Response: It has been modified as follows:

Line: 302-305

“Generally, ICU critical illnesses are clinical syndromes and heterogeneous by nature. Thus, making the reliability of critical illness epidemiological data unavailable and challengingly to obtain. Acute respiratory distress syndrome, sepsis, and acute kidney injury are examples of critical illnesses that are treated in the ICU [65, 66]..”

  1. Current Status Line 398-400 In this section the epidemiological context is described for th SA national context, but it is not clear the prevalence and incidence in other international countries. Please add this relation, describing the differences or the links

Response: it has been added as follows:

Line: 445-448

“Globally, approximately 34 million children around the world have hearing loss [116]. Congenital sensorineural hearing loss affects approximately 2–6 per 1000 newborns in low-, middle-, and high-income countries[117, 118].  At least 90% of newborns with hearing loss live in less developed countries[118].”

  1. Current Status Line 486-488 The measure of QoL is reported with international references, but it is not clear if the epidemiological SA context is generalizable or not.
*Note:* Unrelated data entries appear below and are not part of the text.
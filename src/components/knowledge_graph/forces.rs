//! The four named forces composed by the engine on every step.
//!
//! Each force adds to node velocities and is scaled by the current alpha.
//! Pairwise forces are computed directly over all pairs.

use rand::Rng;

use super::types::{Link, Node};

/// Tiny random offset used when two points coincide.
fn jiggle(rng: &mut impl Rng) -> f64 {
	(rng.r#gen::<f64>() - 0.5) * 1e-6
}

/// Pulls every node toward `(cx, cy)`.
pub fn center(nodes: &mut [Node], (cx, cy): (f64, f64), strength: f64, alpha: f64) {
	let k = strength * alpha;
	for node in nodes {
		node.vx += (cx - node.x) * k;
		node.vy += (cy - node.y) * k;
	}
}

/// Charge-like interaction between every pair; negative strength repels.
///
/// Squared distances below `distance_min²` are softened to avoid blow-ups.
pub fn many_body(
	nodes: &mut [Node],
	strength: f64,
	distance_min: f64,
	alpha: f64,
	rng: &mut impl Rng,
) {
	let min2 = distance_min * distance_min;
	let n = nodes.len();
	for i in 0..n {
		for j in (i + 1)..n {
			let (mut dx, mut dy) = (nodes[j].x - nodes[i].x, nodes[j].y - nodes[i].y);
			if dx == 0.0 {
				dx = jiggle(rng);
			}
			if dy == 0.0 {
				dy = jiggle(rng);
			}
			let mut l = dx * dx + dy * dy;
			if l < min2 {
				l = (min2 * l).sqrt();
			}
			let w = strength * alpha / l;

			nodes[i].vx += dx * w;
			nodes[i].vy += dy * w;
			nodes[j].vx -= dx * w;
			nodes[j].vy -= dy * w;
		}
	}
}

/// Separates overlapping discs of equal `radius`, looking one step ahead.
pub fn collide(nodes: &mut [Node], radius: f64, strength: f64, alpha: f64, rng: &mut impl Rng) {
	let r = radius * 2.0;
	let r2 = r * r;
	let n = nodes.len();
	for i in 0..n {
		for j in (i + 1)..n {
			let (a, b) = (&nodes[i], &nodes[j]);
			let (mut dx, mut dy) = (a.x + a.vx - b.x - b.vx, a.y + a.vy - b.y - b.vy);
			let mut l = dx * dx + dy * dy;
			if l >= r2 {
				continue;
			}
			if dx == 0.0 {
				dx = jiggle(rng);
				l += dx * dx;
			}
			if dy == 0.0 {
				dy = jiggle(rng);
				l += dy * dy;
			}
			let l = l.sqrt();
			let push = (r - l) / l * strength * alpha * 0.5;

			nodes[i].vx += dx * push;
			nodes[i].vy += dy * push;
			nodes[j].vx -= dx * push;
			nodes[j].vy -= dy * push;
		}
	}
}

/// Number of links touching each node, used to bias link corrections.
pub fn degrees(node_count: usize, links: &[Link]) -> Vec<usize> {
	let mut degree = vec![0; node_count];
	for link in links {
		if link.source < node_count && link.target < node_count {
			degree[link.source] += 1;
			degree[link.target] += 1;
		}
	}
	degree
}

/// Spring toward `distance` for every link. Heavily connected endpoints move less.
pub fn link(
	nodes: &mut [Node],
	links: &[Link],
	degree: &[usize],
	distance: f64,
	strength: f64,
	alpha: f64,
	rng: &mut impl Rng,
) {
	let n = nodes.len();
	for link in links {
		let (s, t) = (link.source, link.target);
		if link.is_self_link() || s >= n || t >= n {
			continue;
		}
		let (source, target) = (&nodes[s], &nodes[t]);
		let mut dx = target.x + target.vx - source.x - source.vx;
		let mut dy = target.y + target.vy - source.y - source.vy;
		if dx == 0.0 {
			dx = jiggle(rng);
		}
		if dy == 0.0 {
			dy = jiggle(rng);
		}
		let l = (dx * dx + dy * dy).sqrt();
		let k = (l - distance) / l * alpha * strength;
		let (fx, fy) = (dx * k, dy * k);
		let bias = degree[s] as f64 / (degree[s] + degree[t]) as f64;

		nodes[t].vx -= fx * bias;
		nodes[t].vy -= fy * bias;
		nodes[s].vx += fx * (1.0 - bias);
		nodes[s].vy += fy * (1.0 - bias);
	}
}
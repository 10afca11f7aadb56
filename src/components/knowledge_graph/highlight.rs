//! The externally supplied set of node ids drawn with emphasis.

use std::collections::HashSet;

/// Node ids to emphasize on the next frame.
///
/// Ids need not exist in the current generation; unknown ids are simply never
/// matched. Replacing the set is a plain store and never touches the frame loop.
#[derive(Clone, Debug, Default, PartialEq, Eq)]
pub struct HighlightSet {
	ids: HashSet<String>,
}

impl HighlightSet {
	/// Set holding `ids`.
	pub fn new<I, S>(ids: I) -> Self
	where
		I: IntoIterator<Item = S>,
		S: Into<String>,
	{
		Self {
			ids: ids.into_iter().map(Into::into).collect(),
		}
	}

	/// Swaps in a new set. Returns `true` if the contents changed.
	pub fn replace<I, S>(&mut self, ids: I) -> bool
	where
		I: IntoIterator<Item = S>,
		S: Into<String>,
	{
		let next = Self::new(ids);
		if next == *self {
			return false;
		}
		*self = next;
		true
	}

	/// Whether `id` is emphasized.
	pub fn contains(&self, id: &str) -> bool {
		self.ids.contains(id)
	}

	/// No ids to emphasize.
	pub fn is_empty(&self) -> bool {
		self.ids.is_empty()
	}

	/// Number of distinct ids.
	pub fn len(&self) -> usize {
		self.ids.len()
	}
}

#[cfg(test)]
mod tests {
	use super::*;

	#[test]
	fn replace_reports_changes_only() {
		let mut set = HighlightSet::default();
		assert!(set.is_empty());
		assert!(set.replace(["Skill_React", "Experience_B"]));
		assert!(!set.replace(["Experience_B", "Skill_React"]));
		assert_eq!(set.len(), 2);
		assert!(set.contains("Skill_React"));
		assert!(!set.contains("Skill_Python"));
		assert!(set.replace(Vec::<String>::new()));
		assert!(set.is_empty());
	}
}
Please add some considerations in order to better define the context.

Response: it has been modified as follows:

Line: 544-546

“In SA, there is scarce literature about QoL intersection with SUD; however, three studies reported the associations between SUD and psychological disorders that are known to be affecting QoL [141-143]”

  1. Conclusion must be improved, in particular defining the future steps in terms of actions and prioritization of these actions. The SA Ministry of Health would start with one specific area of interest? Please specify and declare the limitations. I guess that some managerial implications could be added: for example in different settings a lack of professionals is declared. What we could do to solve this problem?
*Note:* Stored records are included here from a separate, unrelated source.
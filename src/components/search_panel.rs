//! Search form and answer card shown in front of the graph.
//!
//! Queries go to the mock resolver in [`crate::search`]; the cited sources
//! become the graph's highlight set.

use std::time::Duration;

use leptos::ev::SubmitEvent;
use leptos::prelude::*;
use log::{info, warn};
use rand::SeedableRng;
use rand::rngs::SmallRng;
use wasm_bindgen::prelude::*;

use crate::components::knowledge_graph::builder::DEFAULT_NODE_IDS;
use crate::search::{MOCK_LATENCY, SearchResult, mock_answer};

/// Runs `f` once after `delay`.
fn schedule(delay: Duration, f: impl FnOnce() + 'static) {
	let Some(window) = web_sys::window() else {
		return;
	};
	let callback = Closure::once_into_js(f);
	if let Err(e) = window.set_timeout_with_callback_and_timeout_and_arguments_0(
		callback.unchecked_ref(),
		delay.as_millis() as i32,
	) {
		warn!("baruda-graph: could not schedule search response: {:?}", e);
	}
}

/// Search box plus the latest answer.
///
/// `candidates` are the ids the mock may cite; when empty the descriptive
/// default ids are used. Highlights are cleared when a search starts and set
/// to the answer's sources when it completes.
#[component]
pub fn SearchPanel(
	#[prop(into)] candidates: Signal<Vec<String>>,
	set_highlight: WriteSignal<Vec<String>>,
) -> impl IntoView {
	let (query, set_query) = signal(String::new());
	let (loading, set_loading) = signal(false);
	let (result, set_result) = signal(None::<SearchResult>);

	let on_submit = move |ev: SubmitEvent| {
		ev.prevent_default();
		let q = query.get_untracked();
		if q.trim().is_empty() || loading.get_untracked() {
			return;
		}
		set_loading.set(true);
		set_result.set(None);
		set_highlight.set(Vec::new());

		let mut pool = candidates.get_untracked();
		if pool.is_empty() {
			pool = DEFAULT_NODE_IDS.iter().map(|id| id.to_string()).collect();
		}
		schedule(MOCK_LATENCY, move || {
			let found = mock_answer(&q, &pool, &mut SmallRng::from_entropy());
			info!("baruda-graph: answered {:?} citing {:?}", q, found.sources);
			set_highlight.set(found.sources.clone());
			set_result.set(Some(found));
			set_loading.set(false);
		});
	};

	view! {
		<div class="search-panel">
			{move || {
				result
					.get()
					.map(|r| {
						let sources = r
							.sources
							.into_iter()
							.map(|src| view! { <span class="source-chip">"📄 " {src}</span> })
							.collect_view();
						view! {
							<div class="result-card">
								<h3>"Portfolio Insight"</h3>
								<p>{r.answer}</p>
								<div class="sources">{sources}</div>
							</div>
						}
					})
			}}
			{move || loading.get().then(|| view! { <div class="loading">"Searching..."</div> })}
			<form class="search-form" on:submit=on_submit>
				<input
					type="text"
					placeholder="What would you like to know about the portfolio?"
					prop:value=move || query.get()
					on:input=move |ev| set_query.set(event_target_value(&ev))
					disabled=move || loading.get()
				/>
			</form>
		</div>
	}
}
Response: It has been modified as follows:

Line: 649-653

“Urgent and holistic actions are paramount to address the pressing need to optimize health rehabilitation services in SA. To implement the recommended future plans of this study, effective communication of these needs should be adopted by health national policymakers to enact necessary laws and regulations. Designing programs and guidelines for implementation should be communicated to institutional and managerial levels for action, monitoring, and evaluation.”

Line: 657-662

“The assessments and recommendations presented in this study are limited based on the expert’s opinion which is subjective to the selection bias of literature and lack explicit criteria for literature selection and appraisal to mitigate bias. Future researchers shall seek to objectively assess health rehabilitation services in SA from different stakeholders including policymakers, clinicians, and patients.”

Good luck!

Response: Thank you. It is much appreciated.

Reviewer 3 Report

Thank you for the opportunity to review this article, which is a review of the current status of health rehabilitation service in Saudi Arabia. The article is very comprehensive, covering and discussing multiple areas of health rehabilitation. The contents are very narrative, yet analyzed and presented rigorously. The editorial requirements are met and English language is fine. No major spell typos detected. Overall, the review provides with a comprehensive picture of the state of the art of health rehabilitation services and, for each area, describes the future perspectives of development. This article can be a useful informational tool for countries and entities wishing to undertake similar reviews of current practices with a view to future implementations.

Author Response

Thank you for your feedback. It is much appreciated.

Round 2

Reviewer 2 Report

Dear Authors,

Thank you very much for your effort in modifying the text adding all the comments and suggestions proposed.

I have no other comments to be adressed.